Work instructions
What number of lines in the entries hold the string "enum"? Answer with it alone.

Content starts

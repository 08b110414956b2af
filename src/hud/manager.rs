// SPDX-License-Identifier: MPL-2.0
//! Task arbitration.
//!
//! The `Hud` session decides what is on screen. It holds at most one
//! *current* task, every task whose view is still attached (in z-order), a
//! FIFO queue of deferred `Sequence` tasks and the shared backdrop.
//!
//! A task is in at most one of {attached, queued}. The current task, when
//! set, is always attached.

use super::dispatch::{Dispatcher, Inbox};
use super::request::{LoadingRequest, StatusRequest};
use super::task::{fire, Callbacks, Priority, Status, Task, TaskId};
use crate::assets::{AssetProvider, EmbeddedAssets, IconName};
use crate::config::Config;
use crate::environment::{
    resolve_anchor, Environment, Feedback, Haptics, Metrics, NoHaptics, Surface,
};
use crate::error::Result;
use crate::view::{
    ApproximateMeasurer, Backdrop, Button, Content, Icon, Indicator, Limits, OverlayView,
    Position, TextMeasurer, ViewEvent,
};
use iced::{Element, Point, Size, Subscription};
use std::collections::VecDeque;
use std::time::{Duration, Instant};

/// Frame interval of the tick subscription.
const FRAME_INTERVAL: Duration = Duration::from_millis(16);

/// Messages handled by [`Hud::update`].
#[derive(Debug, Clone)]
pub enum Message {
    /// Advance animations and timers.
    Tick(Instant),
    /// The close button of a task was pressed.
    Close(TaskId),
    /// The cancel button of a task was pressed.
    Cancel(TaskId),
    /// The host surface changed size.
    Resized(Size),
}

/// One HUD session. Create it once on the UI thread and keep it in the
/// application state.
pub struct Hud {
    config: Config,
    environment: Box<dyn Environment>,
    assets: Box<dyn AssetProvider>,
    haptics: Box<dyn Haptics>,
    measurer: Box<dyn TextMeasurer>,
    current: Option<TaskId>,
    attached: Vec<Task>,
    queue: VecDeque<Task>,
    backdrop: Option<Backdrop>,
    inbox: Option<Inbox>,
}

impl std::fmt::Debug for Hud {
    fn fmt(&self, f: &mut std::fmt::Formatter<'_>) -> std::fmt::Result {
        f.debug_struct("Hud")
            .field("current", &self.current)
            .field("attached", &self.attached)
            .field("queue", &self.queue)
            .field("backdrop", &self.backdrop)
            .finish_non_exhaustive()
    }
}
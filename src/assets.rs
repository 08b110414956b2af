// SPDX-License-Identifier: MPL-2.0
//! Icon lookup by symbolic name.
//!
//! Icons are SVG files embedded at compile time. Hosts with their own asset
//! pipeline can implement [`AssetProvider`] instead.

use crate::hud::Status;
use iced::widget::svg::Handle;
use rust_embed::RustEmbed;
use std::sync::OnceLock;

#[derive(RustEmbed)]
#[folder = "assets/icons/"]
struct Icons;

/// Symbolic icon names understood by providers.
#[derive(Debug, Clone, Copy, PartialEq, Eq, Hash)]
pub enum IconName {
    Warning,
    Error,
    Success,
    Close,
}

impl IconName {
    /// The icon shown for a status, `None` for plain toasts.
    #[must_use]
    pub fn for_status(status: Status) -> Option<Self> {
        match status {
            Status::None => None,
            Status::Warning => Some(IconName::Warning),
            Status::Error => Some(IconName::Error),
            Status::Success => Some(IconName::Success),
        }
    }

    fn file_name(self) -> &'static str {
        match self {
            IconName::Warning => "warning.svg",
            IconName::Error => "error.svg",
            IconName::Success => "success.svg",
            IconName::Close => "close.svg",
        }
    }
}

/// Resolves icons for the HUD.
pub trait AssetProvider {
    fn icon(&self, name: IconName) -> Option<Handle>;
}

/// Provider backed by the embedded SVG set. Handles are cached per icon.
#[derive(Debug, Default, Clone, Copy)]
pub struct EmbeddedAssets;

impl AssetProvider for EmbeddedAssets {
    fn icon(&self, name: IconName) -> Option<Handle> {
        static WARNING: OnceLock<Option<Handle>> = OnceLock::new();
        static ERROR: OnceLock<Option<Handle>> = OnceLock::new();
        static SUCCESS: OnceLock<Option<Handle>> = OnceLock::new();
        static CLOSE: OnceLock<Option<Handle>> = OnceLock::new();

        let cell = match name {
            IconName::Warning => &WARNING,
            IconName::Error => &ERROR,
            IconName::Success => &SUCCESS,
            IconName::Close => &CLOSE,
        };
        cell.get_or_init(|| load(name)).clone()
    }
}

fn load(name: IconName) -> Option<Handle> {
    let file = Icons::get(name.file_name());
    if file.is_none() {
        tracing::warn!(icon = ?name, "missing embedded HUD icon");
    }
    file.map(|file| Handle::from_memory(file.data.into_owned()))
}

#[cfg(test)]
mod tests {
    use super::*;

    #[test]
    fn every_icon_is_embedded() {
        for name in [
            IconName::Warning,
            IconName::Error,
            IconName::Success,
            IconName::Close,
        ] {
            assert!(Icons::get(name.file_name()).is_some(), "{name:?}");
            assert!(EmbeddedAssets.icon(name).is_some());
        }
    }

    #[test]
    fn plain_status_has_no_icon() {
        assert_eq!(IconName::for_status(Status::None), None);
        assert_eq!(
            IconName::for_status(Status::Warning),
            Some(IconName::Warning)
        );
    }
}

Content ends
Content starts

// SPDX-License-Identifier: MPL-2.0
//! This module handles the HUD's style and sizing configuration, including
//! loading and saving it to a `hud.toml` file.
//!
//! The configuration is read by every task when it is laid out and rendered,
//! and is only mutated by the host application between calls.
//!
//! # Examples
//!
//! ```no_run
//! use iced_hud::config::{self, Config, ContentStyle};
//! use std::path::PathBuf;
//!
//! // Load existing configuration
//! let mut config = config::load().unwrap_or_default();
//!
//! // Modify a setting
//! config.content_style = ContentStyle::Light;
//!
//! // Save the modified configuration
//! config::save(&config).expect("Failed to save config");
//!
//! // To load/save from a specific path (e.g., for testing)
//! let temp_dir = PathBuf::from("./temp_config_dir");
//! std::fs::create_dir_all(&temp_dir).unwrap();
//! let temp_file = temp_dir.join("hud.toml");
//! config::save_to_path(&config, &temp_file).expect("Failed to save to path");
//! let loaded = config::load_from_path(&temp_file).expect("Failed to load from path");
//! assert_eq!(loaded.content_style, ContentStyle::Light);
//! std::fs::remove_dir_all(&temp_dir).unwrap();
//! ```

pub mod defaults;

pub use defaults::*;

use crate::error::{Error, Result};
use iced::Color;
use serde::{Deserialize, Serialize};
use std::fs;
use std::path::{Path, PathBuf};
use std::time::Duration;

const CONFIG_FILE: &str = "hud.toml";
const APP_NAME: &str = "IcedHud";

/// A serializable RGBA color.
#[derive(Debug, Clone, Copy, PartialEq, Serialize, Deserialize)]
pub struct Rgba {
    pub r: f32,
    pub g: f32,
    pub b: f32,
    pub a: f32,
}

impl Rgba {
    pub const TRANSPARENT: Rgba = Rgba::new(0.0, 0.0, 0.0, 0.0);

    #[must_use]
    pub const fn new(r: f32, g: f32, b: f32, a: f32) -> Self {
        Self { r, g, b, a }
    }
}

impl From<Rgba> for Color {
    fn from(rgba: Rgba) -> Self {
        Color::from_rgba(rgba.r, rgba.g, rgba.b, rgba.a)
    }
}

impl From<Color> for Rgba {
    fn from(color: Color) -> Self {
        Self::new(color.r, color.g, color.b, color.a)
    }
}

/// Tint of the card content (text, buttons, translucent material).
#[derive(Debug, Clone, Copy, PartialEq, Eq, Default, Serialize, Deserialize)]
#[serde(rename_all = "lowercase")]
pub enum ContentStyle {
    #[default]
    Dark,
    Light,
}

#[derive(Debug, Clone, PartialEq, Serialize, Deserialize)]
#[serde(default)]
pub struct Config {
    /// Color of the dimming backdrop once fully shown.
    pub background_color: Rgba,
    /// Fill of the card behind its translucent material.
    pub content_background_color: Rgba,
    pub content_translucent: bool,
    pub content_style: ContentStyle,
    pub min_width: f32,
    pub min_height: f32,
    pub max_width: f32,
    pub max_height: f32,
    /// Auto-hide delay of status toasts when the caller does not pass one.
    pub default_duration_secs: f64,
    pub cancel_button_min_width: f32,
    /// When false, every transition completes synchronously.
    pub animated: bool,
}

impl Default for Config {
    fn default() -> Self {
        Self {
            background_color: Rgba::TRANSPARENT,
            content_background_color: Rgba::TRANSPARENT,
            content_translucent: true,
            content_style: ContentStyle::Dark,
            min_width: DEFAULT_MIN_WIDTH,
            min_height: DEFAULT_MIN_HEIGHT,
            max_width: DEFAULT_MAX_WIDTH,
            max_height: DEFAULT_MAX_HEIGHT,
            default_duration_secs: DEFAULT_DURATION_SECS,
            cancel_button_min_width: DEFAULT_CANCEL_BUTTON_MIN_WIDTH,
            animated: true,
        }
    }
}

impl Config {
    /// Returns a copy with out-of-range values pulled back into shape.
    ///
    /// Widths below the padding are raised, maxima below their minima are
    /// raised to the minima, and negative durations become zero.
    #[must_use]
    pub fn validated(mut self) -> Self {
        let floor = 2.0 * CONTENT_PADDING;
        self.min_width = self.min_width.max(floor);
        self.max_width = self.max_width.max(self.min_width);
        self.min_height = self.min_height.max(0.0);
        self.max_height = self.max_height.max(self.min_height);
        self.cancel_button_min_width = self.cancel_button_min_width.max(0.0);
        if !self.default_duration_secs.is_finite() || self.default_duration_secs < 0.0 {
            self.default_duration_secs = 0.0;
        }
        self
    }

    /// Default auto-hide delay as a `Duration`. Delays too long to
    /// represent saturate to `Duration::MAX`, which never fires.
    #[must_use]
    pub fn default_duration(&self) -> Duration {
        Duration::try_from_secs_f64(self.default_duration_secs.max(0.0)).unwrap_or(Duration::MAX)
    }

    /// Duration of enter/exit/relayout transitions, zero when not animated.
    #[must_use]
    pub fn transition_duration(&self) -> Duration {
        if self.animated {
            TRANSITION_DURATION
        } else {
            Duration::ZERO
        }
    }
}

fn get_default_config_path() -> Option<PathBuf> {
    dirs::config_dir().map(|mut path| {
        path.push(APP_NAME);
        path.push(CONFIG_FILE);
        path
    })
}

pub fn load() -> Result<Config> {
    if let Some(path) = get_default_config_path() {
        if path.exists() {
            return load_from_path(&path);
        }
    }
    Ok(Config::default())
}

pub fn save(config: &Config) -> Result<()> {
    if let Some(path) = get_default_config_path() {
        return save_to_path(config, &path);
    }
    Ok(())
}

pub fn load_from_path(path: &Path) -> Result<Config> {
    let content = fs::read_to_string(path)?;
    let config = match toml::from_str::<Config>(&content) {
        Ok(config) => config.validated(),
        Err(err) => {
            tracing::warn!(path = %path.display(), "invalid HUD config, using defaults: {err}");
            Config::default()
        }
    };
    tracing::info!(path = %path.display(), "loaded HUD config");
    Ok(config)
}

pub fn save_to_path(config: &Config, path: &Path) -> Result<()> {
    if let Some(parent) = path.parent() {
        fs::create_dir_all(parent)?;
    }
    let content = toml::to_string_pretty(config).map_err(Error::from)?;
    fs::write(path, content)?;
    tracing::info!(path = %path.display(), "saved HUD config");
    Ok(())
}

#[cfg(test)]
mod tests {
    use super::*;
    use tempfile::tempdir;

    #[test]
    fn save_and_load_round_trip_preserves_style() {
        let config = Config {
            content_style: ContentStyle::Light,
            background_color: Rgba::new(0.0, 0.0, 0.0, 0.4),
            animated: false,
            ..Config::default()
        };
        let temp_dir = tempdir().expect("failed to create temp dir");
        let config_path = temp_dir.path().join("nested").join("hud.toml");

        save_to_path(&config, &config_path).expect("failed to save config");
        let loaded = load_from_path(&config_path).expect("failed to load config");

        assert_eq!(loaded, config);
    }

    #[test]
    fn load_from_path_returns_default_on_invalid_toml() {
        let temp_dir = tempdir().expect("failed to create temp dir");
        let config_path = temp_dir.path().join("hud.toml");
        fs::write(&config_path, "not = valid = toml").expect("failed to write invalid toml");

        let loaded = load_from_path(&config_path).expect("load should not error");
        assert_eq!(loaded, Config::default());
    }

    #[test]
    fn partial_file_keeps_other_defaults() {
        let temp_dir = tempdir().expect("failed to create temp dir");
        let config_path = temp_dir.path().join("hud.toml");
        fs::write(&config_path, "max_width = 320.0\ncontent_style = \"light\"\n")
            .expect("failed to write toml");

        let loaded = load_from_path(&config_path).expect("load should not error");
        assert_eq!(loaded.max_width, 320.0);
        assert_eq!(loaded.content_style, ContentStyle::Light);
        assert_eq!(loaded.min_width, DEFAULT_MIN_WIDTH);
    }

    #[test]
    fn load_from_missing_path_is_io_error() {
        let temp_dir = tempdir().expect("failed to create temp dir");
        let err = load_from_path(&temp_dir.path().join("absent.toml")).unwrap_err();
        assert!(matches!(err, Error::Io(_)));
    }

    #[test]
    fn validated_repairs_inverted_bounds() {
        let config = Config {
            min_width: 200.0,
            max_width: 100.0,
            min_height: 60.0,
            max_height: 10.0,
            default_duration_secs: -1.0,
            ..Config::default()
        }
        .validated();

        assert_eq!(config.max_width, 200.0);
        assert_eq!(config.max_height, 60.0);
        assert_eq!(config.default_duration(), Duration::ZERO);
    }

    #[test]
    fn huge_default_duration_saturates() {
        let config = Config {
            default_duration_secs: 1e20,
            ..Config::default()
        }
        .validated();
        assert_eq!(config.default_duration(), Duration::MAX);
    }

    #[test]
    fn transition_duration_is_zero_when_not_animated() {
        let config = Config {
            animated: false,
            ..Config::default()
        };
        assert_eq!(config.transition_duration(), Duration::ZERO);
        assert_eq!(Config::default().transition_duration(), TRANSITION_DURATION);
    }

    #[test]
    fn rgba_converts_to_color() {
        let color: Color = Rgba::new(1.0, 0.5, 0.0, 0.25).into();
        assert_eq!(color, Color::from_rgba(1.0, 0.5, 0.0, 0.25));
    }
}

Content ends
Content starts

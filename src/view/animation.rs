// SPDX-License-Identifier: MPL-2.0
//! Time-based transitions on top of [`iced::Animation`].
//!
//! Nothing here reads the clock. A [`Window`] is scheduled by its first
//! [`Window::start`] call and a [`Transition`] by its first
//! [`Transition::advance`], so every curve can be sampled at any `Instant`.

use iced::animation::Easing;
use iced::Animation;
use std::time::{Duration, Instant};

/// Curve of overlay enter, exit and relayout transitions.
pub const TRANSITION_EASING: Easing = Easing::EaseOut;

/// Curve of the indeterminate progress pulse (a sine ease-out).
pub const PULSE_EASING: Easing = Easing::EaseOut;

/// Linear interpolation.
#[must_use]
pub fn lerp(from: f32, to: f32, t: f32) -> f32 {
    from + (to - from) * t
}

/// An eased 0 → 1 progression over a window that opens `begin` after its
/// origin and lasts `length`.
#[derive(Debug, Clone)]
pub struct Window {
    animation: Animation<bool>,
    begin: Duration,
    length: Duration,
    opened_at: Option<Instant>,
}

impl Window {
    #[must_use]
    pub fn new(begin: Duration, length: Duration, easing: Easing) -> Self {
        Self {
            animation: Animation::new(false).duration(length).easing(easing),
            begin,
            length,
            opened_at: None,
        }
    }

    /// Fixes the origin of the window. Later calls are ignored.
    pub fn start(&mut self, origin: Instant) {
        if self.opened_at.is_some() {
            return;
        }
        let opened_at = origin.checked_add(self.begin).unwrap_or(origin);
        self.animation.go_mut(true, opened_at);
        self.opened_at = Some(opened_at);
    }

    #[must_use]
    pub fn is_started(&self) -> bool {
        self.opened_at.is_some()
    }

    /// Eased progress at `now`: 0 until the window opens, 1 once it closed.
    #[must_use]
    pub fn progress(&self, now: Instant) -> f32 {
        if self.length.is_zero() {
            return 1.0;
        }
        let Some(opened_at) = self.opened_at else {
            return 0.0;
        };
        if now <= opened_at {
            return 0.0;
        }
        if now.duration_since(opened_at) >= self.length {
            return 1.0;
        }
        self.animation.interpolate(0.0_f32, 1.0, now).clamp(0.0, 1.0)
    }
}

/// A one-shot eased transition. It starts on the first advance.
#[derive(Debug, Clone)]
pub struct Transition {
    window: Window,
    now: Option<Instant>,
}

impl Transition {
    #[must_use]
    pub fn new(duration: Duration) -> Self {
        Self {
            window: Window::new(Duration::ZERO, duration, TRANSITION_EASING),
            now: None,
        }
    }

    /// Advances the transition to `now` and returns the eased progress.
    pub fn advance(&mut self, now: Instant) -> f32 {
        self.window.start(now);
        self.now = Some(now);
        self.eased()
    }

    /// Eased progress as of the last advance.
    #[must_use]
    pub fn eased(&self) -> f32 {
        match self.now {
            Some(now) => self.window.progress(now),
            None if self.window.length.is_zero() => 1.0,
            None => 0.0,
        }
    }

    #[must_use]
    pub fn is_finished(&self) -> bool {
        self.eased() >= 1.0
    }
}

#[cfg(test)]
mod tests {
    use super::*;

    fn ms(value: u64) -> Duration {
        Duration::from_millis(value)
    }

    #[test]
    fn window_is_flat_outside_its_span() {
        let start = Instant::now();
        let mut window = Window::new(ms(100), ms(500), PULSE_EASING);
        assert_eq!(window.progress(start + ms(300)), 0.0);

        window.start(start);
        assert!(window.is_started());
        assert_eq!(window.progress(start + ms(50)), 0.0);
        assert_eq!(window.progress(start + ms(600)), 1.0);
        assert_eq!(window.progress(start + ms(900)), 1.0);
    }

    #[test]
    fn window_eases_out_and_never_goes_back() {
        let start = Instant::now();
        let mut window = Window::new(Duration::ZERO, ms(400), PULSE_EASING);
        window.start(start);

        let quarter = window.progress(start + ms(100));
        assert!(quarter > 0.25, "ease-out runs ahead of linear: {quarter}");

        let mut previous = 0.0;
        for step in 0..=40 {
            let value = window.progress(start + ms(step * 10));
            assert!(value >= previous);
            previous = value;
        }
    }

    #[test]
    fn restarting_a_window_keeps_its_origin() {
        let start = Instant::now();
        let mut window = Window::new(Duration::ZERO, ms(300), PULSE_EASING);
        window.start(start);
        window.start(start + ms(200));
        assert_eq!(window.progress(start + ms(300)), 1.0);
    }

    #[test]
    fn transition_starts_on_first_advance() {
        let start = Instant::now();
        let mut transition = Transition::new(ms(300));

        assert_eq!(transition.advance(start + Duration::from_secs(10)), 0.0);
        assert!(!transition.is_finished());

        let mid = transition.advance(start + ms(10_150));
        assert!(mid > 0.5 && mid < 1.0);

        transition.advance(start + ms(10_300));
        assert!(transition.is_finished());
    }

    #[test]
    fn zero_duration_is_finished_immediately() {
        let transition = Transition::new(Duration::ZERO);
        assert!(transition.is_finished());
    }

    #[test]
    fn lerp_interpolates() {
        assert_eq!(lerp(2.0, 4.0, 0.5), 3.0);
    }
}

Content ends

Reply to the task
3